To do — Each line starting at the one that contains "fn from(_: ())" and ending at the one that contains "impl<T: Into<Value>> From<Vec<T>>" must be returned exactly, and the rest of the listing is left out.
******************************
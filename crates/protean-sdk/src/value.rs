//! Value - arguments and results passed through proxy handlers
//!
//! Primitive values are stored inline. Anything else travels as an opaque,
//! reference-counted object that handlers downcast on the other side.
//!
//! ```text
//! Value::Null        ↔ ValueKind::Void
//! Value::Bool(_)     ↔ ValueKind::Bool
//! Value::Int(_)      ↔ ValueKind::Int
//! Value::Float(_)    ↔ ValueKind::Float
//! Value::Str(_)      ↔ ValueKind::Str
//! Value::List(_)     ↔ ValueKind::List
//! Value::Object(_)   ↔ ValueKind::Object
//! ```

use std::any::Any;
use std::fmt;
use std::sync::Arc;

/// Kind of a value as it appears in a method signature
#[derive(Debug, Clone, Copy, PartialEq, Eq, Hash)]
pub enum ValueKind {
    /// No value (return type of a procedure)
    Void,
    /// Boolean
    Bool,
    /// 64-bit signed integer
    Int,
    /// 64-bit float
    Float,
    /// String
    Str,
    /// List of values
    List,
    /// Opaque object reference
    Object,
}

impl ValueKind {
    /// Short name used in signatures and error messages
    pub const fn name(self) -> &'static str {
        match self {
            ValueKind::Void => "void",
            ValueKind::Bool => "bool",
            ValueKind::Int => "int",
            ValueKind::Float => "float",
            ValueKind::Str => "str",
            ValueKind::List => "list",
            ValueKind::Object => "object",
        }
    }
}

impl fmt::Display for ValueKind {
    fn fmt(&self, f: &mut fmt::Formatter<'_>) -> fmt::Result {
        f.write_str(self.name())
    }
}

/// A value passed to or returned from a handler.
///
/// # Thread Safety
///
/// Value is Send + Sync. Object payloads must be Send + Sync themselves.
#[derive(Clone, Default)]
pub enum Value {
    /// Null / no result
    #[default]
    Null,
    /// Boolean
    Bool(bool),
    /// Integer
    Int(i64),
    /// Float
    Float(f64),
    /// String
    Str(String),
    /// List of values
    List(Vec<Value>),
    /// Opaque object (compared by identity)
    Object(Arc<dyn Any + Send + Sync>),
}

impl Value {
    /// Create a null value
    #[inline]
    pub const fn null() -> Self {
        Value::Null
    }

    /// Wrap an arbitrary object
    pub fn object<T: Any + Send + Sync>(object: T) -> Self {
        Value::Object(Arc::new(object))
    }

    /// Wrap an already shared object without re-allocating
    pub fn shared<T: Any + Send + Sync>(object: Arc<T>) -> Self {
        Value::Object(object)
    }

    /// Kind of this value
    pub fn kind(&self) -> ValueKind {
        match self {
            Value::Null => ValueKind::Void,
            Value::Bool(_) => ValueKind::Bool,
            Value::Int(_) => ValueKind::Int,
            Value::Float(_) => ValueKind::Float,
            Value::Str(_) => ValueKind::Str,
            Value::List(_) => ValueKind::List,
            Value::Object(_) => ValueKind::Object,
        }
    }

    /// Get type name for debugging
    pub fn type_name(&self) -> &'static str {
        match self {
            Value::Null => "null",
            other => other.kind().name(),
        }
    }

    /// Check if value is null
    #[inline]
    pub fn is_null(&self) -> bool {
        matches!(self, Value::Null)
    }

    /// Extract boolean value
    pub fn as_bool(&self) -> Option<bool> {
        match self {
            Value::Bool(b) => Some(*b),
            _ => None,
        }
    }

    /// Extract integer value
    pub fn as_int(&self) -> Option<i64> {
        match self {
            Value::Int(i) => Some(*i),
            _ => None,
        }
    }

    /// Extract float value (integers widen)
    pub fn as_float(&self) -> Option<f64> {
        match self {
            Value::Float(f) => Some(*f),
            Value::Int(i) => Some(*i as f64),
            _ => None,
        }
    }

    /// Borrow string contents
    pub fn as_str(&self) -> Option<&str> {
        match self {
            Value::Str(s) => Some(s),
            _ => None,
        }
    }

    /// Borrow list elements
    pub fn as_list(&self) -> Option<&[Value]> {
        match self {
            Value::List(items) => Some(items),
            _ => None,
        }
    }

    /// Downcast an object payload to a concrete type
    pub fn downcast_ref<T: Any>(&self) -> Option<&T> {
        match self {
            Value::Object(obj) => obj.downcast_ref::<T>(),
            _ => None,
        }
    }

    /// Get a shared handle to an object payload of a concrete type
    pub fn downcast_arc<T: Any + Send + Sync>(&self) -> Option<Arc<T>> {
        match self {
            Value::Object(obj) => Arc::clone(obj).downcast::<T>().ok(),
            _ => None,
        }
    }
}

impl PartialEq for Value {
    fn eq(&self, other: &Self) -> bool {
        match (self, other) {
            (Value::Null, Value::Null) => true,
            (Value::Bool(a), Value::Bool(b)) => a == b,
            (Value::Int(a), Value::Int(b)) => a == b,
            (Value::Float(a), Value::Float(b)) => a == b,
            (Value::Str(a), Value::Str(b)) => a == b,
            (Value::List(a), Value::List(b)) => a == b,
            (Value::Object(a), Value::Object(b)) => {
                std::ptr::addr_eq(Arc::as_ptr(a), Arc::as_ptr(b))
            }
            _ => false,
        }
    }
}

impl fmt::Debug for Value {
    fn fmt(&self, f: &mut fmt::Formatter<'_>) -> fmt::Result {
        match self {
            Value::Null => write!(f, "Value::Null"),
            Value::Bool(b) => write!(f, "Value::Bool({})", b),
            Value::Int(i) => write!(f, "Value::Int({})", i),
            Value::Float(x) => write!(f, "Value::Float({})", x),
            Value::Str(s) => write!(f, "Value::Str({:?})", s),
            Value::List(items) => f.debug_tuple("Value::List").field(items).finish(),
            Value::Object(obj) => write!(f, "Value::Object({:p})", Arc::as_ptr(obj)),
        }
    }
}

impl From<()> for Value {
    fn from(_: ()) -> Self {
        Value::Null
    }
}

impl From<bool> for Value {
    fn from(b: bool) -> Self {
        Value::Bool(b)
    }
}

impl From<i32> for Value {
    fn from(i: i32) -> Self {
        Value::Int(i as i64)
    }
}

impl From<i64> for Value {
    fn from(i: i64) -> Self {
        Value::Int(i)
    }
}

impl From<usize> for Value {
    fn from(i: usize) -> Self {
        Value::Int(i as i64)
    }
}

impl From<f64> for Value {
    fn from(f: f64) -> Self {
        Value::Float(f)
    }
}

impl From<&str> for Value {
    fn from(s: &str) -> Self {
        Value::Str(s.to_string())
    }
}

impl From<String> for Value {
    fn from(s: String) -> Self {
        Value::Str(s)
    }
}

impl<T: Into<Value>> From<Vec<T>> for Value {
    fn from(items: Vec<T>) -> Self {
        Value::List(items.into_iter().map(Into::into).collect())
    }
}

impl<T: Into<Value>> From<Option<T>> for Value {
    fn from(opt: Option<T>) -> Self {
        opt.map(Into::into).unwrap_or(Value::Null)
    }
}

#[cfg(test)]
mod tests {
    use super::*;

    #[test]
    fn test_kinds() {
        assert_eq!(Value::Null.kind(), ValueKind::Void);
        assert_eq!(Value::from(true).kind(), ValueKind::Bool);
        assert_eq!(Value::from(3).kind(), ValueKind::Int);
        assert_eq!(Value::from(1.5).kind(), ValueKind::Float);
        assert_eq!(Value::from("hi").kind(), ValueKind::Str);
        assert_eq!(Value::from(vec![1, 2]).kind(), ValueKind::List);
        assert_eq!(Value::object(7u8).kind(), ValueKind::Object);
    }

    #[test]
    fn test_type_name() {
        assert_eq!(Value::Null.type_name(), "null");
        assert_eq!(Value::from(3).type_name(), "int");
        assert_eq!(Value::object(()).type_name(), "object");
    }

    #[test]
    fn test_extractors() {
        assert_eq!(Value::from(42).as_int(), Some(42));
        assert_eq!(Value::from(42).as_float(), Some(42.0));
        assert_eq!(Value::from("x").as_str(), Some("x"));
        assert_eq!(Value::from(false).as_bool(), Some(false));
        assert_eq!(Value::from("x").as_int(), None);
        assert_eq!(Value::from(vec!["a"]).as_list().map(|l| l.len()), Some(1));
    }

    #[test]
    fn test_object_identity() {
        let shared = Arc::new(String::from("payload"));
        let a = Value::shared(shared.clone());
        let b = Value::shared(shared);
        let c = Value::object(String::from("payload"));

        assert_eq!(a, b);
        assert_ne!(a, c);
        assert_eq!(a.downcast_ref::<String>().map(String::as_str), Some("payload"));
        assert!(a.downcast_ref::<i64>().is_none());
        assert!(c.downcast_arc::<String>().is_some());
    }

    #[test]
    fn test_option_conversion() {
        assert_eq!(Value::from(None::<i64>), Value::Null);
        assert_eq!(Value::from(Some(5)), Value::Int(5));
    }
}
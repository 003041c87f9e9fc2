//! Binding sessions
//!
//! A [`BindingSession`] accumulates method → handler bindings for one proxy
//! construction. The session is a plain value owned by the constructing
//! call; nothing about it is shared or global, so concurrent constructions
//! cannot observe each other's bindings.
//!
//! ## States
//!
//! ```text
//! start() ──▶ Accumulating ──commit()──▶ Committed ──produce()──▶ Produced
//!              │  bind()*                 │                        │
//!              │                          bind()/commit() → SessionClosed
//!              produce() → SessionNotReady                         any call → SessionClosed
//! ```
//!
//! Binding the same method twice replaces the earlier handler (last write
//! wins); the method keeps its first position in binding order.

use std::sync::Arc;

use indexmap::IndexMap;
use protean_sdk::{Handler, MethodId};
use rustc_hash::FxBuildHasher;

use crate::builder::ProxyType;
use crate::dispatch::DispatchTable;
use crate::error::{ProxyError, ProxyResult};
use crate::instance::ProxyInstance;

/// Lifecycle state of a binding session
#[derive(Debug, Clone, Copy, PartialEq, Eq)]
pub enum SessionState {
    /// Accepting bindings
    Accumulating,
    /// Frozen into a dispatch table, waiting to produce an instance
    Committed,
    /// Instance produced; the session is spent
    Produced,
}

/// Per-construction accumulator of method bindings
pub struct BindingSession {
    state: SessionState,
    bindings: IndexMap<MethodId, Handler, FxBuildHasher>,
    table: Option<DispatchTable>,
}

impl BindingSession {
    /// Begin an empty session
    pub fn start() -> Self {
        Self {
            state: SessionState::Accumulating,
            bindings: IndexMap::default(),
            table: None,
        }
    }

    /// Current state
    pub fn state(&self) -> SessionState {
        self.state
    }

    /// Number of distinct methods bound so far
    pub fn len(&self) -> usize {
        match &self.table {
            Some(table) => table.len(),
            None => self.bindings.len(),
        }
    }

    /// Check if nothing has been bound
    pub fn is_empty(&self) -> bool {
        self.len() == 0
    }

    /// Bind `handler` to `method`
    ///
    /// A later bind for the same method replaces the earlier handler.
    /// Fails with `SessionClosed` once the session has been committed.
    pub fn bind(&mut self, method: impl Into<MethodId>, handler: Handler) -> ProxyResult<&mut Self> {
        if self.state != SessionState::Accumulating {
            return Err(ProxyError::SessionClosed);
        }
        let method = method.into();
        if self.bindings.insert(method.clone(), handler).is_some() {
            log::trace!("binding for `{}` replaced", method);
        }
        Ok(self)
    }

    /// Freeze the bindings into a dispatch table
    ///
    /// Fails with `SessionClosed` if the session was already committed.
    pub fn commit(&mut self) -> ProxyResult<&DispatchTable> {
        if self.state != SessionState::Accumulating {
            return Err(ProxyError::SessionClosed);
        }
        let bindings = std::mem::take(&mut self.bindings);
        self.state = SessionState::Committed;
        Ok(self.table.insert(DispatchTable::from_bindings(bindings)))
    }

    /// Produce an instance of `proxy_type` owning the committed table
    ///
    /// Fails with `SessionNotReady` before `commit` and with
    /// `SessionClosed` once an instance has been produced.
    pub fn produce(&mut self, proxy_type: &Arc<ProxyType>) -> ProxyResult<ProxyInstance> {
        match self.state {
            SessionState::Accumulating => Err(ProxyError::SessionNotReady),
            SessionState::Produced => Err(ProxyError::SessionClosed),
            SessionState::Committed => {
                let table = self.table.take().ok_or(ProxyError::SessionNotReady)?;
                self.state = SessionState::Produced;
                Ok(ProxyInstance::new(Arc::clone(proxy_type), table))
            }
        }
    }
}

impl Default for BindingSession {
    fn default() -> Self {
        Self::start()
    }
}

impl std::fmt::Debug for BindingSession {
    fn fmt(&self, f: &mut std::fmt::Formatter<'_>) -> std::fmt::Result {
        f.debug_struct("BindingSession")
            .field("state", &self.state)
            .field("bindings", &self.len())
            .finish()
    }
}
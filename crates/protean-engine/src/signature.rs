//! Type signatures - cache keys for synthesized proxy types
//!
//! A signature is the sorted, deduplicated list of protocol ids in a
//! requested set, so `{A, B}`, `{B, A}` and `{A, B, A}` all produce the same
//! key.

use std::fmt;
use std::sync::Arc;

use protean_sdk::{Protocol, ProtocolId};

/// Order-independent, duplicate-independent key for a protocol set
#[derive(Debug, Clone, PartialEq, Eq, Hash)]
pub struct TypeSignature {
    ids: Box<[ProtocolId]>,
}

impl TypeSignature {
    /// Compute the signature of a protocol set
    pub fn of(protocols: &[Arc<Protocol>]) -> Self {
        let mut ids: Vec<ProtocolId> = protocols.iter().map(|p| p.id()).collect();
        ids.sort_unstable();
        ids.dedup();
        Self {
            ids: ids.into_boxed_slice(),
        }
    }

    /// Protocol ids in ascending order
    pub fn ids(&self) -> &[ProtocolId] {
        &self.ids
    }

    /// Number of distinct protocols
    pub fn len(&self) -> usize {
        self.ids.len()
    }

    /// Check if the signature names no protocols
    pub fn is_empty(&self) -> bool {
        self.ids.is_empty()
    }

    /// Check if a protocol is part of the set
    pub fn contains(&self, id: ProtocolId) -> bool {
        self.ids.binary_search(&id).is_ok()
    }
}

impl fmt::Display for TypeSignature {
    fn fmt(&self, f: &mut fmt::Formatter<'_>) -> fmt::Result {
        write!(f, "[")?;
        for (i, id) in self.ids.iter().enumerate() {
            if i > 0 {
                write!(f, ",")?;
            }
            write!(f, "{}", id.as_u64())?;
        }
        write!(f, "]")
    }
}

/// Sort a protocol set by identity and drop duplicates
pub(crate) fn normalize(protocols: &[Arc<Protocol>]) -> Vec<Arc<Protocol>> {
    let mut sorted = protocols.to_vec();
    sorted.sort_by_key(|p| p.id());
    sorted.dedup_by_key(|p| p.id());
    sorted
}
pub mod cosmos;
pub mod in_memory;

use self::cosmos::Cosmos;
use self::in_memory::InMemory;
use crate::record::Record;
use async_trait::async_trait;
use serde::{Deserialize, Serialize};
use std::fmt;
use std::io::Result;

#[derive(Debug, Deserialize, Serialize, Clone)]
#[serde(tag = "type")]
pub enum ConnectorType {
    #[serde(rename = "cosmos")]
    Cosmos(Cosmos),
    #[serde(rename = "in_memory")]
    #[serde(alias = "mem")]
    InMemory(InMemory),
}

impl Default for ConnectorType {
    fn default() -> Self {
        ConnectorType::InMemory(InMemory::default())
    }
}

impl fmt::Display for ConnectorType {
    fn fmt(&self, f: &mut fmt::Formatter<'_>) -> fmt::Result {
        match self {
            ConnectorType::Cosmos(connector) => write!(f, "{}", connector),
            ConnectorType::InMemory(connector) => write!(f, "{}", connector),
        }
    }
}

impl ConnectorType {
    pub fn connector_inner(self) -> Box<dyn Connector> {
        match self {
            ConnectorType::Cosmos(connector) => Box::new(connector),
            ConnectorType::InMemory(connector) => Box::new(connector),
        }
    }
    pub fn connector(&self) -> &dyn Connector {
        match self {
            ConnectorType::Cosmos(ref connector) => connector,
            ConnectorType::InMemory(ref connector) => connector,
        }
    }
    pub fn connector_mut(&mut self) -> &mut dyn Connector {
        match self {
            ConnectorType::Cosmos(ref mut connector) => connector,
            ConnectorType::InMemory(ref mut connector) => connector,
        }
    }
}

/// Result status of one create operation, as the service reports it.
#[derive(Debug, Clone, Copy, PartialEq, Eq)]
pub enum WriteStatus {
    /// The document was inserted.
    Created,
    /// An upsert replaced a document that already carried the identifier.
    Updated,
}

impl fmt::Display for WriteStatus {
    fn fmt(&self, f: &mut fmt::Formatter<'_>) -> fmt::Result {
        match self {
            WriteStatus::Created => write!(f, "201 Created"),
            WriteStatus::Updated => write!(f, "200 OK"),
        }
    }
}

/// What the connector reports back for one successful write.
#[derive(Debug, Clone, Copy, PartialEq)]
pub struct WriteReceipt {
    pub status: WriteStatus,
    /// Request charge of the operation, in request units.
    pub charge: f64,
}

/// Struct that implement this trait can provision a remote container and send
/// records into it.
#[async_trait]
pub trait Connector: fmt::Debug + fmt::Display + Send + Sync {
    /// Get the resolved path of the remote resource.
    fn path(&self) -> String;
    /// Ensure the database and the collection exist, creating them if missing.
    /// Idempotent. Called once, before any write.
    async fn provision(&mut self) -> Result<()>;
    /// Submit one record as a create operation and report its receipt.
    async fn send(&mut self, record: &Record) -> Result<WriteReceipt>;
}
******************************
Answer to the problem —
    fn from(_: ()) -> Self {
        Value::Null
    }
}

impl From<bool> for Value {
    fn from(b: bool) -> Self {
        Value::Bool(b)
    }
}

impl From<i32> for Value {
    fn from(i: i32) -> Self {
        Value::Int(i as i64)
    }
}

impl From<i64> for Value {
    fn from(i: i64) -> Self {
        Value::Int(i)
    }
}

impl From<usize> for Value {
    fn from(i: usize) -> Self {
        Value::Int(i as i64)
    }
}

impl From<f64> for Value {
    fn from(f: f64) -> Self {
        Value::Float(f)
    }
}

impl From<&str> for Value {
    fn from(s: &str) -> Self {
        Value::Str(s.to_string())
    }
}

impl From<String> for Value {
    fn from(s: String) -> Self {
        Value::Str(s)
    }
}

impl<T: Into<Value>> From<Vec<T>> for Value {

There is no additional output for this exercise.